Every line below containing the word "LatencyTimer" should be found and copied.

_RECORDS FOR THIS TASK_:
⁂

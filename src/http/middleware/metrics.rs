//! Inbound request metrics.

use axum::extract::{MatchedPath, Request, State};
use axum::middleware::Next;
use axum::response::Response;

use crate::http::middleware::is_exempt;
use crate::normalize::reduce_cardinality;
use crate::observability::{LatencyTimer, MetricRecorder};

/// Record count and latency for every served request.
///
/// Matched routes are labelled with their template (`/v1/things/{id}`);
/// unmatched paths fall back to the cardinality-reduced raw path.
pub async fn record_metrics(
    State(metrics): State<MetricRecorder>,
    request: Request,
    next: Next,
) -> Response {
    if is_exempt(request.uri().path()) {
        return next.run(request).await;
    }

    let endpoint = endpoint_label(&request);
    let method = request.method().to_string();

    let timer = LatencyTimer::start();
    let response = next.run(request).await;
    metrics.record_inbound(
        &endpoint,
        &method,
        response.status().as_u16(),
        timer.elapsed_ms(),
    );
    response
}

/// Route template of a matched request, otherwise its reduced raw path.
pub(crate) fn endpoint_label(request: &Request) -> String {
    request
        .extensions()
        .get::<MatchedPath>()
        .map(|matched| matched.as_str().to_string())
        .unwrap_or_else(|| reduce_cardinality(request.uri().path()))
}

⁂

_SOLUTION TO THIS EXERCISE_:
use crate::observability::{LatencyTimer, MetricRecorder};
    let timer = LatencyTimer::start();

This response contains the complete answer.